The following column is adapted from one that ran in April 2014. This year’s early spring — and early Easter — will have many folks purchasing eggs this week, so consider some alternative options. Lyn Garling no longer sells her neighbor’s duck eggs but other vendors may have some available. Quail eggs are still sold at Far Corners market and baby chicks are available at Tractor Supply, and will be available March 31 at E & L Supplies in Spring Mills, if you want to experiment with animal husbandry.
Eggs are as sure a sign of spring as the first snowdrops, the wild chives bristling on lawns and the lengthening daylight. If you want to do some backyard poultry raising on your own, check out Tractor Supply on Benner Pike where you can purchase baby chickens and ducklings — just be sure you are familiar with the local ordinances that regulate livestock and can provide them with an appropriate home.
Around the county, chickens are laying again, providing eggs for Easter celebrations that promise new life and Passover celebrations that view the egg as a sacrificial offering and spring symbol.

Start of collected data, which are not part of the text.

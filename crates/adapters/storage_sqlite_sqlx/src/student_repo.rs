//! `SQLite` implementation of [`StudentRepository`].

use std::future::Future;

use chrono::NaiveDate;
use sqlx::sqlite::SqliteRow;
use sqlx::{FromRow, Row, SqlitePool};

use roster_app::ports::StudentRepository;
use roster_domain::error::RosterError;
use roster_domain::id::StudentId;
use roster_domain::stats::YearCount;
use roster_domain::student::Student;

use crate::error::StorageError;

/// Wrapper for converting database rows into domain [`Student`].
struct Wrapper(Student);

impl Wrapper {
    fn maybe(value: Option<Self>) -> Option<Student> {
        value.map(|w| w.0)
    }
}

impl<'r> FromRow<'r, SqliteRow> for Wrapper {
    fn from_row(row: &'r SqliteRow) -> Result<Self, sqlx::Error> {
        let id: i64 = row.try_get("id")?;
        let nom: String = row.try_get("nom")?;
        let prenom: Option<String> = row.try_get("prenom")?;
        let date_naissance: Option<String> = row.try_get("date_naissance")?;

        let date_naissance = date_naissance
            .map(|s| s.parse::<NaiveDate>())
            .transpose()
            .map_err(|err| sqlx::Error::Decode(Box::new(err)))?;

        Ok(Self(Student {
            id: Some(StudentId::new(id)),
            nom,
            prenom,
            date_naissance,
        }))
    }
}

/// Row of the per-year aggregate.
struct YearRow(YearCount);

impl<'r> FromRow<'r, SqliteRow> for YearRow {
    fn from_row(row: &'r SqliteRow) -> Result<Self, sqlx::Error> {
        let year: i64 = row.try_get("year")?;
        let count: i64 = row.try_get("count")?;

        let year = i32::try_from(year).map_err(|err| sqlx::Error::Decode(Box::new(err)))?;
        let count = u64::try_from(count).map_err(|err| sqlx::Error::Decode(Box::new(err)))?;

        Ok(Self(YearCount { year, count }))
    }
}

const INSERT: &str =
    "INSERT INTO students (nom, prenom, date_naissance, birth_year) VALUES (?, ?, ?, ?)";
const UPSERT: &str = r"
    INSERT INTO students (id, nom, prenom, date_naissance, birth_year) VALUES (?, ?, ?, ?, ?)
    ON CONFLICT(id) DO UPDATE SET
        nom = excluded.nom,
        prenom = excluded.prenom,
        date_naissance = excluded.date_naissance,
        birth_year = excluded.birth_year
";
const SELECT_BY_ID: &str = "SELECT * FROM students WHERE id = ?";
const SELECT_ALL: &str = "SELECT * FROM students ORDER BY id";
const DELETE_BY_ID: &str = "DELETE FROM students WHERE id = ?";
const COUNT: &str = "SELECT COUNT(*) FROM students";
// `birth_year` is written with `date_naissance` on every save; `strftime('%Y')`
// is NULL outside 0000..=9999.
const COUNT_BY_YEAR: &str = r"
    SELECT birth_year AS year, COUNT(*) AS count
    FROM students
    WHERE birth_year IS NOT NULL
    GROUP BY birth_year
    ORDER BY birth_year ASC
";

/// `SQLite`-backed student repository.
pub struct SqliteStudentRepository {
    pool: SqlitePool,
}

impl SqliteStudentRepository {
    /// Create a new repository using the given connection pool.
    #[must_use]
    pub fn new(pool: SqlitePool) -> Self {
        Self { pool }
    }
}

impl StudentRepository for SqliteStudentRepository {
    fn save(&self, student: Student) -> impl Future<Output = Result<Student, RosterError>> + Send {
        let pool = self.pool.clone();
        async move {
            let date_naissance = student.date_naissance.map(|date| date.to_string());
            let birth_year = student.birth_year();

            if let Some(id) = student.id {
                sqlx::query(UPSERT)
                    .bind(id.as_i64())
                    .bind(&student.nom)
                    .bind(&student.prenom)
                    .bind(date_naissance)
                    .bind(birth_year)
                    .execute(&pool)
                    .await
                    .map_err(StorageError::from)?;

                return Ok(student);
            }

            let result = sqlx::query(INSERT)
                .bind(&student.nom)
                .bind(&student.prenom)
                .bind(date_naissance)
                .bind(birth_year)
                .execute(&pool)
                .await
                .map_err(StorageError::from)?;

            Ok(student.with_id(StudentId::new(result.last_insert_rowid())))
        }
    }

    fn find_by_id(
        &self,
        id: StudentId,
    ) -> impl Future<Output = Result<Option<Student>, RosterError>> + Send {
        let pool = self.pool.clone();
        async move {
            let row: Option<Wrapper> = sqlx::query_as(SELECT_BY_ID)
                .bind(id.as_i64())
                .fetch_optional(&pool)
                .await
                .map_err(StorageError::from)?;

            Ok(Wrapper::maybe(row))
        }
    }

    fn find_all(&self) -> impl Future<Output = Result<Vec<Student>, RosterError>> + Send {
        let pool = self.pool.clone();
        async move {
            let rows: Vec<Wrapper> = sqlx::query_as(SELECT_ALL)
                .fetch_all(&pool)
                .await
                .map_err(StorageError::from)?;

            Ok(rows.into_iter().map(|w| w.0).collect())
        }
    }

    fn delete(&self, student: Student) -> impl Future<Output = Result<(), RosterError>> + Send {
        let pool = self.pool.clone();
        async move {
            let Some(id) = student.id else {
                return Ok(());
            };

            sqlx::query(DELETE_BY_ID)
                .bind(id.as_i64())
                .execute(&pool)
                .await
                .map_err(StorageError::from)?;

            Ok(())
        }
    }

    fn count(&self) -> impl Future<Output = Result<u64, RosterError>> + Send {
        let pool = self.pool.clone();
        async move {
            let count: i64 = sqlx::query_scalar(COUNT)
                .fetch_one(&pool)
                .await
                .map_err(StorageError::from)?;

            Ok(u64::try_from(count).map_err(StorageError::from)?)
        }
    }

    fn find_count_grouped_by_year(
        &self,
    ) -> impl Future<Output = Result<Vec<YearCount>, RosterError>> + Send {
        let pool = self.pool.clone();
        async move {
            let rows: Vec<YearRow> = sqlx::query_as(COUNT_BY_YEAR)
                .fetch_all(&pool)
                .await
                .map_err(StorageError::from)?;

            Ok(rows.into_iter().map(|r| r.0).collect())
        }
    }
}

Vendor tables at our local farmers markets are piled high with eggs lately, perfect for spring menus. Lyn Garling from Over the Moon Farm in Rebersburg, one of the anchors at the State College Friday Indoor Farmers Market, carries local duck eggs that are produced by her Amish neighbor, Levi King, at Peaceful Acres Family Farm. Now, I have to say I was taken aback when Garling first suggested that I should try the duck eggs and I don’t know why. I know that a chicken egg from a local producer is far superior to the standard factory farm eggs available in grocery stores.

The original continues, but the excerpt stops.